TASK REQUIREMENTS: Repeat the entries below exactly and in full.

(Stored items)
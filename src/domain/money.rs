use bigdecimal::{BigDecimal, RoundingMode};

/// Prices are displayed in Zambian Kwacha.
pub const CURRENCY_CODE: &str = "ZMW";

/// Format a price for display, e.g. `ZMW 5.99`.
pub fn format_price(price: &BigDecimal) -> String {
    format!(
        "{} {}",
        CURRENCY_CODE,
        price.with_scale_round(2, RoundingMode::HalfUp)
    )
}

#[cfg(test)]
mod tests {
    use std::str::FromStr;

    use super::*;

    #[test]
    fn pads_to_two_decimals() {
        let price = BigDecimal::from_str("5").expect("valid decimal");
        assert_eq!(format_price(&price), "ZMW 5.00");
    }

    #[test]
    fn rounds_half_up() {
        let price = BigDecimal::from_str("7.005").expect("valid decimal");
        assert_eq!(format_price(&price), "ZMW 7.01");
    }

    #[test]
    fn zero_price() {
        let price = BigDecimal::from_str("0").expect("valid decimal");
        assert_eq!(format_price(&price), "ZMW 0.00");
    }
}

ANSWER TO THIS TASK:
filename src/domain/money.rs
use bigdecimal::{BigDecimal, RoundingMode};

/// Prices are displayed in Zambian Kwacha.
pub const CURRENCY_CODE: &str = "ZMW";

/// Format a price for display, e.g. `ZMW 5.99`.
pub fn format_price(price: &BigDecimal) -> String {
    format!(
        "{} {}",
        CURRENCY_CODE,
        price.with_scale_round(2, RoundingMode::HalfUp)
    )
}

#[cfg(test)]
mod tests {
    use std::str::FromStr;

    use super::*;

    #[test]
    fn pads_to_two_decimals() {
        let price = BigDecimal::from_str("5").expect("valid decimal");
        assert_eq!(format_price(&price), "ZMW 5.00");
    }

    #[test]
    fn rounds_half_up() {
        let price = BigDecimal::from_str("7.005").expect("valid decimal");
        assert_eq!(format_price(&price), "ZMW 7.01");
    }

    #[test]
    fn zero_price() {
        let price = BigDecimal::from_str("0").expect("valid decimal");
        assert_eq!(format_price(&price), "ZMW 0.00");
    }
}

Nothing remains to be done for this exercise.